PROVIDED RECORDS Start Marker

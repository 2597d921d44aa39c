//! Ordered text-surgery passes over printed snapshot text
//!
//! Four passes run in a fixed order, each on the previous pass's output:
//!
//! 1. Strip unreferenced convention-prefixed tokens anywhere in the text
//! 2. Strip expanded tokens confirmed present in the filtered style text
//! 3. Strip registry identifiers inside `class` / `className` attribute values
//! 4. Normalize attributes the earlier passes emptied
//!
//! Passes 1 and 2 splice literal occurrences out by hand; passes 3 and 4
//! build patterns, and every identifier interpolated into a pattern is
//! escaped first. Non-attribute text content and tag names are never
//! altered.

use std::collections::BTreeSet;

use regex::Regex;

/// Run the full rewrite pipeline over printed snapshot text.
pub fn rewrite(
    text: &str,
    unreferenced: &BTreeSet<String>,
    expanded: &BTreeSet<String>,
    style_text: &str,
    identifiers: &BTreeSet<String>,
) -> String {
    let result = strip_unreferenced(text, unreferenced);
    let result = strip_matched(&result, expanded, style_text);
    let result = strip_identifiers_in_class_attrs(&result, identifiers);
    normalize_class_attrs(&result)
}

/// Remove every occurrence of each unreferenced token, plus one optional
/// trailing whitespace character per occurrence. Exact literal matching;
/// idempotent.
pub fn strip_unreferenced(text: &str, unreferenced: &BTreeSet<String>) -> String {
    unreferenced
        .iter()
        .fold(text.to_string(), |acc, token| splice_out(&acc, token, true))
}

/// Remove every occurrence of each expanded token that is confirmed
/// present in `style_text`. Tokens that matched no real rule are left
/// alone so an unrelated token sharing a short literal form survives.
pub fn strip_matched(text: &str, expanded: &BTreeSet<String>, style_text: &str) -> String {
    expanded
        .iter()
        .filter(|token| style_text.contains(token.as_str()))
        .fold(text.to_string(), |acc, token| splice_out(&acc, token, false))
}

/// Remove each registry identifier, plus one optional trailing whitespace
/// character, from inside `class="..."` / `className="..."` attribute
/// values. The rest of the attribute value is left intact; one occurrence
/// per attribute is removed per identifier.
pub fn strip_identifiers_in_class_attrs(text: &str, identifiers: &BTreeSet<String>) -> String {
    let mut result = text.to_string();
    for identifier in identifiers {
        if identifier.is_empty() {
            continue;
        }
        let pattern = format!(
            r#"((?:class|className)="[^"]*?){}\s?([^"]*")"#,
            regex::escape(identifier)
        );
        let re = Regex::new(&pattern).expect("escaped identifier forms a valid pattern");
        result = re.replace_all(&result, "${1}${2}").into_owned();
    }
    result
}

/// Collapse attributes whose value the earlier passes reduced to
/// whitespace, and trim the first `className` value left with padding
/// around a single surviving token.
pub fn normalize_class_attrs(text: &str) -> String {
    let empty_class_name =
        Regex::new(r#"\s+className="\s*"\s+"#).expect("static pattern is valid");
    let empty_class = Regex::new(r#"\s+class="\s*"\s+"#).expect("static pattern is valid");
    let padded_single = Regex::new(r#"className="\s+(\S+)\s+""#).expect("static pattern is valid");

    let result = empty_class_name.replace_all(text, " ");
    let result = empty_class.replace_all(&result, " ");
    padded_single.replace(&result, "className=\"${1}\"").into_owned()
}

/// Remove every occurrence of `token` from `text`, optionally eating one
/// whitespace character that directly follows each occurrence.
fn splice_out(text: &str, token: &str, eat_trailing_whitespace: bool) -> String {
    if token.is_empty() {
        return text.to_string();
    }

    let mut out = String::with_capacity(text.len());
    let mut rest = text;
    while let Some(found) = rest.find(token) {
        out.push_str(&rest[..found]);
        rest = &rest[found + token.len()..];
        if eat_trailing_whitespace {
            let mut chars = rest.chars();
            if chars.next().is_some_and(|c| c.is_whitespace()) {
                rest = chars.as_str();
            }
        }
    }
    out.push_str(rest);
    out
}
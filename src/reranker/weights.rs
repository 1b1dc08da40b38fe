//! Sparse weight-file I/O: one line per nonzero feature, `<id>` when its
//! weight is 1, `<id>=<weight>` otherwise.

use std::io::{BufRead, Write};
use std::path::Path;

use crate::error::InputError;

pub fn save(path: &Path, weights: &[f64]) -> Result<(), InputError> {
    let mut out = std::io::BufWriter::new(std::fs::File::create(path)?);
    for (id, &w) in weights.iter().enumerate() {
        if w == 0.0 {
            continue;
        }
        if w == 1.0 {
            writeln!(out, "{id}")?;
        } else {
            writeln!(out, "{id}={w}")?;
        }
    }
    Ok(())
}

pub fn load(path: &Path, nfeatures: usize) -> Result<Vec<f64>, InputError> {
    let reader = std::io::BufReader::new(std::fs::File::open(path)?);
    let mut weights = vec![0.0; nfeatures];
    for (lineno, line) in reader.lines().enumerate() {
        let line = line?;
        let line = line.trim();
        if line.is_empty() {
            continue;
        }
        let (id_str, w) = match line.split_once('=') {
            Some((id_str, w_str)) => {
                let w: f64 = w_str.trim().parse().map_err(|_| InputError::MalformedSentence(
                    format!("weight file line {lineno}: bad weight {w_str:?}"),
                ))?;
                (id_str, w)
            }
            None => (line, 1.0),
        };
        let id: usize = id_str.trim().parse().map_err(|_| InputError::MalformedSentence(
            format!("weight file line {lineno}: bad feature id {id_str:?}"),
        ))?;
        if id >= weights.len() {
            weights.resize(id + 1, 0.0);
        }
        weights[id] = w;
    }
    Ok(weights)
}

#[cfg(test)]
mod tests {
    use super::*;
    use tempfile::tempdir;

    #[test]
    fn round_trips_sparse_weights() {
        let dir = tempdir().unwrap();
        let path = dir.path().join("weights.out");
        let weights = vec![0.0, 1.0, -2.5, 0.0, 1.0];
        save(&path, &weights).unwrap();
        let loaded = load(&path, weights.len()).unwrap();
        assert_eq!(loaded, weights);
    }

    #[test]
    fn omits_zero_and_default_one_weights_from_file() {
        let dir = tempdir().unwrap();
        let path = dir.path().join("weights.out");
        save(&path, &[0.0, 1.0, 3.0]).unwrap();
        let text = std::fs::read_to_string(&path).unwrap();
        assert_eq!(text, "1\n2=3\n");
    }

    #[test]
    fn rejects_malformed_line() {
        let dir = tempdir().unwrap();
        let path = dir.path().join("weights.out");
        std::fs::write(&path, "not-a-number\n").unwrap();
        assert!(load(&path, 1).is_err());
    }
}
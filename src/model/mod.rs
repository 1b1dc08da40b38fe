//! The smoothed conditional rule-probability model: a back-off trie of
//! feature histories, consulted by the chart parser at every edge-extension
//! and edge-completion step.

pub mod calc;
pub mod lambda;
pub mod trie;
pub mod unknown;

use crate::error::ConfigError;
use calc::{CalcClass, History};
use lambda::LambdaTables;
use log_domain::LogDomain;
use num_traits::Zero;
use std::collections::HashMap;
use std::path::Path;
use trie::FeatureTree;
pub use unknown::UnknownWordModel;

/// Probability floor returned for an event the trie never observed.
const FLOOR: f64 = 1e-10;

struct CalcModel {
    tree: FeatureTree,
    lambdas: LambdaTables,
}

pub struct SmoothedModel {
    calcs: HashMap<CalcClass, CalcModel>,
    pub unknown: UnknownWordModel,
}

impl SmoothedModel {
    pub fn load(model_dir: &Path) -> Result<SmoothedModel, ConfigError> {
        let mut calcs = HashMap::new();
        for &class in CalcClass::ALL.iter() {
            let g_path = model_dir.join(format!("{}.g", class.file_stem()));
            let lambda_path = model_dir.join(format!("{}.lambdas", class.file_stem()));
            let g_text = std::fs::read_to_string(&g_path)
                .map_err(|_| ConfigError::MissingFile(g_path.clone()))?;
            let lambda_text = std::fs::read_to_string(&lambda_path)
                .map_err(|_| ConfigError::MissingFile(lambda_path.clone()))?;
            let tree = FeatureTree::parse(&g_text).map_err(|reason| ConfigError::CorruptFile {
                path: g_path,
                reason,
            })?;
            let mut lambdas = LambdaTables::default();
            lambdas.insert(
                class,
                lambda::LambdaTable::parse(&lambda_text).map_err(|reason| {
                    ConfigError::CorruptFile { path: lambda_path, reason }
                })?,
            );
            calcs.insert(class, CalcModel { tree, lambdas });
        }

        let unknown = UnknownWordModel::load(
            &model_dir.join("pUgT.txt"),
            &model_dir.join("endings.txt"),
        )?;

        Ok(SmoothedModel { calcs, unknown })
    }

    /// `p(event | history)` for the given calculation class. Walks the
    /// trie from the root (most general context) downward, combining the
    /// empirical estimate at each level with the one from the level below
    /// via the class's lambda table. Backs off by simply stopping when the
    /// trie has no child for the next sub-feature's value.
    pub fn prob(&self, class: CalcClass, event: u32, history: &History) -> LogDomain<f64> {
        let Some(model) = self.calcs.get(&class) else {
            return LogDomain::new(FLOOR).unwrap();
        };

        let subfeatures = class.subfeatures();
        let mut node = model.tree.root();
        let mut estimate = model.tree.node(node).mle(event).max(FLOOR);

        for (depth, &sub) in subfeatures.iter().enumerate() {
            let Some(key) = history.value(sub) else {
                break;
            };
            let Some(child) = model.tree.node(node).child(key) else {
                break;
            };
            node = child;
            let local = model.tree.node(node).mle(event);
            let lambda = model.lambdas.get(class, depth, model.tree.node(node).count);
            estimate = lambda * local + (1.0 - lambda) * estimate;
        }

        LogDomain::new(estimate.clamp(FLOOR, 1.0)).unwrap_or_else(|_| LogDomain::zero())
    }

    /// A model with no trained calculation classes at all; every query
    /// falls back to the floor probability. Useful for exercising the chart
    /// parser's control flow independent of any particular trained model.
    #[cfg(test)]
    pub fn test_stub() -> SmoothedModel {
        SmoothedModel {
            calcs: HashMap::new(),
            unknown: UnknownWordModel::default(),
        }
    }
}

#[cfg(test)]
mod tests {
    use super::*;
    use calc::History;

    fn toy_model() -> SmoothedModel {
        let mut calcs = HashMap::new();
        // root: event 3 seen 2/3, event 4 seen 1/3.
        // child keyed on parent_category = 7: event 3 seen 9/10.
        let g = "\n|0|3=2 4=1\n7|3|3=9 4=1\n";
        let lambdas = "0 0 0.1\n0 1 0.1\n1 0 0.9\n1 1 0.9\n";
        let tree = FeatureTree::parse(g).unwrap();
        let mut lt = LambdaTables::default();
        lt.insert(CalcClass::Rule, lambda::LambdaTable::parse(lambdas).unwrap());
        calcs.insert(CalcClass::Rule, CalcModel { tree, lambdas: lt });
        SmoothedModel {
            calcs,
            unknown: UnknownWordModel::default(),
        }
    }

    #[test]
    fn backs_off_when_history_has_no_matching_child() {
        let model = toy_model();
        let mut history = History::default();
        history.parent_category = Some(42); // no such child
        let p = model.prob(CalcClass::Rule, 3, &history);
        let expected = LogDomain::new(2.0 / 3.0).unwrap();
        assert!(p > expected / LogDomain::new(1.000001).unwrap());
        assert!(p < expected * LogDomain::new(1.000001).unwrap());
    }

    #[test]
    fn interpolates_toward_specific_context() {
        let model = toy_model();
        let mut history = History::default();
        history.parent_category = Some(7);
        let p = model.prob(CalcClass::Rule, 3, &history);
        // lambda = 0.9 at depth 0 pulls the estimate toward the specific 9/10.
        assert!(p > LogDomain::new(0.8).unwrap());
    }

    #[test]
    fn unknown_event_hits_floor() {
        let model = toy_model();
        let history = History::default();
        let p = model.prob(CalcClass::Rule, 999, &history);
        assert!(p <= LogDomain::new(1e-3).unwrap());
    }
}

PROVIDED RECORDS End Marker

_WHAT THE TASK REQUIRES_
Filter the entries above down to the lines that hold the word "first", and copy those lines.

_RESPONSE TO THIS EXERCISE_
//! escaped first. Non-attribute text content and tag names are never
/// whitespace, and trim the first `className` value left with padding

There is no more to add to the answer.